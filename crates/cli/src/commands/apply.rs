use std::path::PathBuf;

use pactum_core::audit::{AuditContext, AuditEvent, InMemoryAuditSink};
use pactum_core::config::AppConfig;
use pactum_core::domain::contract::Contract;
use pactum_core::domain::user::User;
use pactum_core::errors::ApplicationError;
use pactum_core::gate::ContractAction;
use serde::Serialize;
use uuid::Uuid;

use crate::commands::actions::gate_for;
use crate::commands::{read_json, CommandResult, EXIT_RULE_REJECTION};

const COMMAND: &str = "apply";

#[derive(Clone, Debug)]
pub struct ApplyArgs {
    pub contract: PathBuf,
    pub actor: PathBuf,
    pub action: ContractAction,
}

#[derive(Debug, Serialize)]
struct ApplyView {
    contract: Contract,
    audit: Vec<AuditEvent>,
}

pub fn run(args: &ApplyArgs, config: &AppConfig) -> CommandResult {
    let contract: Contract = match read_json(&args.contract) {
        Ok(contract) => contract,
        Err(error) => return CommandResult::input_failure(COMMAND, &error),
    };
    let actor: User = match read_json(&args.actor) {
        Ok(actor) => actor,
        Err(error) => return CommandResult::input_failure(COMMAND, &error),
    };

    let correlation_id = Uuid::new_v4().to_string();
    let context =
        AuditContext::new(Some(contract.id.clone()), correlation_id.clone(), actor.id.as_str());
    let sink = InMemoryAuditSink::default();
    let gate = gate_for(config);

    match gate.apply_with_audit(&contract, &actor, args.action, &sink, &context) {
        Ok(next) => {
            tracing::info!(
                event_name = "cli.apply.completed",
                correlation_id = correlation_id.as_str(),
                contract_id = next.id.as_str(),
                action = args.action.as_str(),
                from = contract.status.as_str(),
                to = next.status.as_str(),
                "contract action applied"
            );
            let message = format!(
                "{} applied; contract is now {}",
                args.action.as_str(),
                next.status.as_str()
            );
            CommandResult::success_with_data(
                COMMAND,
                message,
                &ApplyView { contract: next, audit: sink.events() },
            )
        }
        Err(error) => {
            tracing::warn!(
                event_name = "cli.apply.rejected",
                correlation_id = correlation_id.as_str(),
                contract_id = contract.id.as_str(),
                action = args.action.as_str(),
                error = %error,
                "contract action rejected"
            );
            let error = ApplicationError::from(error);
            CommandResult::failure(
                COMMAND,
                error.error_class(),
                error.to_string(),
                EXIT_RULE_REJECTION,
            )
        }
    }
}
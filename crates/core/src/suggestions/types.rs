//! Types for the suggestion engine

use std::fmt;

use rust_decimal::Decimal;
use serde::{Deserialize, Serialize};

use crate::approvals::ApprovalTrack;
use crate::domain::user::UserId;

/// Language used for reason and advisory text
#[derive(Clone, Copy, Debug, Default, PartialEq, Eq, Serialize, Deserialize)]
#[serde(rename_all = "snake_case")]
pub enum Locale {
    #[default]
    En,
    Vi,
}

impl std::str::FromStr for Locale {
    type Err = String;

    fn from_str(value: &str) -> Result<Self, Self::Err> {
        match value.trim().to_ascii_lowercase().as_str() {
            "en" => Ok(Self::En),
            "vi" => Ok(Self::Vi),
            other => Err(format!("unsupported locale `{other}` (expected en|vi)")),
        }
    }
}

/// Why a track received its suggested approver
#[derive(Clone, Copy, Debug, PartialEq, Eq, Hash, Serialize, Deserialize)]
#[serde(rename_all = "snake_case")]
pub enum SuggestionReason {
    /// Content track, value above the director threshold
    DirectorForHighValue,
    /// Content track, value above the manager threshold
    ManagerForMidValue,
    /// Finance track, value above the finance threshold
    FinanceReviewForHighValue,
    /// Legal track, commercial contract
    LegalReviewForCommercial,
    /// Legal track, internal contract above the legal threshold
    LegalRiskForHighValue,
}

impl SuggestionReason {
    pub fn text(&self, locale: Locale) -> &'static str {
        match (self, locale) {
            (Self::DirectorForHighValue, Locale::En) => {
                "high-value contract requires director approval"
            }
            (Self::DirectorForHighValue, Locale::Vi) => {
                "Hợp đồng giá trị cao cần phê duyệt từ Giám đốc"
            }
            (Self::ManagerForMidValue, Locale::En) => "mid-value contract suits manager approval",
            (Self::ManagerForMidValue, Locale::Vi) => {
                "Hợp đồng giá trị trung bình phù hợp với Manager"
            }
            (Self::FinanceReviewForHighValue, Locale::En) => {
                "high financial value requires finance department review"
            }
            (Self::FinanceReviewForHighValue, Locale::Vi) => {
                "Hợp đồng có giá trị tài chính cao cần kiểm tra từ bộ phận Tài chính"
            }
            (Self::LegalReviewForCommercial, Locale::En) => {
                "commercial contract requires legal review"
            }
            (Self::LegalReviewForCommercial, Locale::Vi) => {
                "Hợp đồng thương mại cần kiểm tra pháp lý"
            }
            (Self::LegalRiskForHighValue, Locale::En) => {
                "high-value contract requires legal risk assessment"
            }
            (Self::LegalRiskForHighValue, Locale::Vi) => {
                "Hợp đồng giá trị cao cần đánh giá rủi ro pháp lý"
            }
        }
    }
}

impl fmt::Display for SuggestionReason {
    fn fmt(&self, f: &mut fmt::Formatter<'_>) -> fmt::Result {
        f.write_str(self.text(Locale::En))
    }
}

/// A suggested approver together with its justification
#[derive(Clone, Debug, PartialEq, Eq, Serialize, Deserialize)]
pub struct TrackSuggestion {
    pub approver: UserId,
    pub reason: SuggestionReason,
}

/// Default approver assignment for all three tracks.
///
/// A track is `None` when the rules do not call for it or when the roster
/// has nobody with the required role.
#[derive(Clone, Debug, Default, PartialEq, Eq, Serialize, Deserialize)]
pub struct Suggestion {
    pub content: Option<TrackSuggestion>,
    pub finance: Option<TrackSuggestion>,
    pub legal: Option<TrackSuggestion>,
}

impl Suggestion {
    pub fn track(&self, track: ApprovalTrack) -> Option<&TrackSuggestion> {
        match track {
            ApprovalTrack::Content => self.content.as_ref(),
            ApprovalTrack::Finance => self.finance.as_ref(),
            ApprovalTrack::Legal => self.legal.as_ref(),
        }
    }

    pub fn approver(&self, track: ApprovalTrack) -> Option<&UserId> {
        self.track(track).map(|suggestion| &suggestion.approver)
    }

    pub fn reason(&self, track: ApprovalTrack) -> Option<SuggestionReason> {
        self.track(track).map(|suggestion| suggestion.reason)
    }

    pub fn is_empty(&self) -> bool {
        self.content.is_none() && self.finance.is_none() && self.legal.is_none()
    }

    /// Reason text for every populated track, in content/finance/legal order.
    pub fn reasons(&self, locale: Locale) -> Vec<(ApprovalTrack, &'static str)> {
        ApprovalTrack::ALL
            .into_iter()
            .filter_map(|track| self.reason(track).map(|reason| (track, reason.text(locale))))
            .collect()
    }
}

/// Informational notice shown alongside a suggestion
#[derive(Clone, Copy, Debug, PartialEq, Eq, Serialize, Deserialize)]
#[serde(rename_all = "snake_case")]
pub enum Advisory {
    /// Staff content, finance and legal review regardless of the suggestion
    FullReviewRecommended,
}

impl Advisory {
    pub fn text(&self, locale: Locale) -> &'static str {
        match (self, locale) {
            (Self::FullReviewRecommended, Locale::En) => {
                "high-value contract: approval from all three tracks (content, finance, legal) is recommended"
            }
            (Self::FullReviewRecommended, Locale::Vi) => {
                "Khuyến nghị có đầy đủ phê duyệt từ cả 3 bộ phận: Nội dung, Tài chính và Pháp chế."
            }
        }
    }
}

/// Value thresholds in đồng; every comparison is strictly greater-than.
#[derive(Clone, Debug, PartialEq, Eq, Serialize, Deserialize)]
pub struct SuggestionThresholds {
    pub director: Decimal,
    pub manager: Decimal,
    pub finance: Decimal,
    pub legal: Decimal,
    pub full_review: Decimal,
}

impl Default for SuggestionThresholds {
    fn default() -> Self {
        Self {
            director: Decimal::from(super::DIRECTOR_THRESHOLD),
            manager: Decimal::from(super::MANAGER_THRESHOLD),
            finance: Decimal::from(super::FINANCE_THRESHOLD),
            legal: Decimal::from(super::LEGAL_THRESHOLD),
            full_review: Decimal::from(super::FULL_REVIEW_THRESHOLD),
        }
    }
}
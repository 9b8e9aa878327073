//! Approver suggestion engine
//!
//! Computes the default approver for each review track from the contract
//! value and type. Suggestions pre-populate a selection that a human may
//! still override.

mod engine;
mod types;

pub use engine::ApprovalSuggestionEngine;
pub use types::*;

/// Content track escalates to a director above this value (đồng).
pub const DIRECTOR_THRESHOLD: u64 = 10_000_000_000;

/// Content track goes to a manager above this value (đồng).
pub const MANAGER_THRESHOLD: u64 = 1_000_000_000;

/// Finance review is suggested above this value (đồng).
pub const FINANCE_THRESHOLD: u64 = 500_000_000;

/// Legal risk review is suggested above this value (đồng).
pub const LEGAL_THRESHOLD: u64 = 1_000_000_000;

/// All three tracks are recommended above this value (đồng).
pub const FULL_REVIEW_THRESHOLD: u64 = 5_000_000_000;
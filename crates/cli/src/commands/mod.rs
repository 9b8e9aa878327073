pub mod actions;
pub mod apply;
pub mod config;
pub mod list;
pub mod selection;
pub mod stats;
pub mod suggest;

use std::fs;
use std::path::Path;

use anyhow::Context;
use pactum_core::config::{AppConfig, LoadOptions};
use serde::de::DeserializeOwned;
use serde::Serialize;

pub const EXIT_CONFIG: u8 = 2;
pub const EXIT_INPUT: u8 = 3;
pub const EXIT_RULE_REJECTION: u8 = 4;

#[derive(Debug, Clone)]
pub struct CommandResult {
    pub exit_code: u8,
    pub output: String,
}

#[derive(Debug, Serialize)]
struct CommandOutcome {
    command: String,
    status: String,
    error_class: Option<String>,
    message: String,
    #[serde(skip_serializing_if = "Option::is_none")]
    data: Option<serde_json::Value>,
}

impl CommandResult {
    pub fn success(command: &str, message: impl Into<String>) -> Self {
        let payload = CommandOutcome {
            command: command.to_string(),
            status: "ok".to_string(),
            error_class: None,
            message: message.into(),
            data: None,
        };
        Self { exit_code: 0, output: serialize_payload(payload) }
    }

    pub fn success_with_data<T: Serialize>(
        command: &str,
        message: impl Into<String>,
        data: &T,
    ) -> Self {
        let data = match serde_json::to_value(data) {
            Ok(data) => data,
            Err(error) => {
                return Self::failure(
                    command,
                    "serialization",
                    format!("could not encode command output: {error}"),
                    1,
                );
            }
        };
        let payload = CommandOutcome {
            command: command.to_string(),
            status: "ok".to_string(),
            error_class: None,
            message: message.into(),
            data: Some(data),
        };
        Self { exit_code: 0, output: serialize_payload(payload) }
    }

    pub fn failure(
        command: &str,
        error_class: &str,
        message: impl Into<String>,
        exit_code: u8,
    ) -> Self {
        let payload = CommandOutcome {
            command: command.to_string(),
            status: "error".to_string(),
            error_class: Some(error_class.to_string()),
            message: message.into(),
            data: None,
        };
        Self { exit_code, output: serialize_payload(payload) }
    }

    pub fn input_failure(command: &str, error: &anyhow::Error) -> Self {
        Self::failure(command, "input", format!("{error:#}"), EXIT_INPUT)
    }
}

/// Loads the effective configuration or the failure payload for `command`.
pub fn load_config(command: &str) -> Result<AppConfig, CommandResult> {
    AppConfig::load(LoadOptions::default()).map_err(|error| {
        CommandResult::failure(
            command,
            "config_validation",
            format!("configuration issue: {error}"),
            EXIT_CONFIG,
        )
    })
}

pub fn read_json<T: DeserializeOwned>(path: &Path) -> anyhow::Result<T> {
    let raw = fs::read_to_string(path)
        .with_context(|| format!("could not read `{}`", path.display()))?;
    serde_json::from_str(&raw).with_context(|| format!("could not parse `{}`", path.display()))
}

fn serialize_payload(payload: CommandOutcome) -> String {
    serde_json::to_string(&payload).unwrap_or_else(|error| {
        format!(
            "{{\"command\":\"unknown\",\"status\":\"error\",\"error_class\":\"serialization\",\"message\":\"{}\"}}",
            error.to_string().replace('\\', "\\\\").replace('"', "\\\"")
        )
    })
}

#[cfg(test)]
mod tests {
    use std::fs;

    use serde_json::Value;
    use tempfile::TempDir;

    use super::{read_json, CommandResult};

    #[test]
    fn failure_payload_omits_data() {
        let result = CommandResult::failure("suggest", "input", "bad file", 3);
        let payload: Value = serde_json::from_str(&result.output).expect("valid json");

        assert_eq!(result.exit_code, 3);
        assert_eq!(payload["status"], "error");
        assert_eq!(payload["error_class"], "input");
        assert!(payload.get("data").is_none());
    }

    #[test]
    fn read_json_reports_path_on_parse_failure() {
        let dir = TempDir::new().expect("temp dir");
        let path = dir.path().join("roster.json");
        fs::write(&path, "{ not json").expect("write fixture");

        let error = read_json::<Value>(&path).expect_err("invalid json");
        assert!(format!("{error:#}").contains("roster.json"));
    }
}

(Brief)
Which lines in the records above contain the string "AuditEvent"? Copy each one.

(Task result)
use pactum_core::audit::{AuditContext, AuditEvent, InMemoryAuditSink};
    audit: Vec<AuditEvent>,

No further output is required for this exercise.